PROBLEM STATEMENT :: How many lines in the listing contain the word "Native"? Reply with the number alone.

Start of Block

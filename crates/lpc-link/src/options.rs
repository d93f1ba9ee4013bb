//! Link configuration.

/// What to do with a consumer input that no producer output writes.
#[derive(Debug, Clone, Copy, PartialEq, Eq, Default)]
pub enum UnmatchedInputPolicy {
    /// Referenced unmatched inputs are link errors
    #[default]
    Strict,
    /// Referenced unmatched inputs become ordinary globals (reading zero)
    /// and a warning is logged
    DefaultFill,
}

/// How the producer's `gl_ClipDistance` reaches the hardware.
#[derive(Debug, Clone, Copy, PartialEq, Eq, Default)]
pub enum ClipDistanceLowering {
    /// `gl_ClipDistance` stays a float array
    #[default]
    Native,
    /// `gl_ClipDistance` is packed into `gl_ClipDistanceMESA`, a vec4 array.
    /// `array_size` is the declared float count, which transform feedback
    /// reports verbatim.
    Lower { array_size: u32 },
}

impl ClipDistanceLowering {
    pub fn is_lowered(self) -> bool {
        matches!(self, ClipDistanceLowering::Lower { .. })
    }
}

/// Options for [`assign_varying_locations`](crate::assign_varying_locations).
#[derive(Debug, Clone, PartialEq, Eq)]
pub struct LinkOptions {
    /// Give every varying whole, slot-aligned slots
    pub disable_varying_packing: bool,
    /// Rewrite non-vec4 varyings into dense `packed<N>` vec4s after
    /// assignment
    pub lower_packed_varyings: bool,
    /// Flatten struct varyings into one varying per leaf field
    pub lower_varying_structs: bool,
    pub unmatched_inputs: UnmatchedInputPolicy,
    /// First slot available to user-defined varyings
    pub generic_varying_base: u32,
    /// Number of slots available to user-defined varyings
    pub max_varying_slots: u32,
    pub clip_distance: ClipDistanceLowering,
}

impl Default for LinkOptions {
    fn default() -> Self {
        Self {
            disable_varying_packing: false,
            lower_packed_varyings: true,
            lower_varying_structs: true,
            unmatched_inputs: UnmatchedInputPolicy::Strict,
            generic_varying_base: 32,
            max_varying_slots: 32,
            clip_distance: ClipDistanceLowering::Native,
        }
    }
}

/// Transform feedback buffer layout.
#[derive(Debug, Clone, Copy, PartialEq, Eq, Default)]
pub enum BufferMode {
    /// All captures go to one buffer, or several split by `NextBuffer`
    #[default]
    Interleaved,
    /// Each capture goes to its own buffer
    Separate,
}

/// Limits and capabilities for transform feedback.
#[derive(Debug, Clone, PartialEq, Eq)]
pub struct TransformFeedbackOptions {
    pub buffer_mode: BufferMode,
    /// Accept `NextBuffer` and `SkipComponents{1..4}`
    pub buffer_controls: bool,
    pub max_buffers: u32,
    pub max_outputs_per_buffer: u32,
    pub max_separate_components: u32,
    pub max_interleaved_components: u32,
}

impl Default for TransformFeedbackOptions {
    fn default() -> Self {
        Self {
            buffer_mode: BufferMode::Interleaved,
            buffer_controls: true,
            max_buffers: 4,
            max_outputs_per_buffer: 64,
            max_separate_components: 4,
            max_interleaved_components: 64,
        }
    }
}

End of Block

PROBLEM SOLUTION :: 2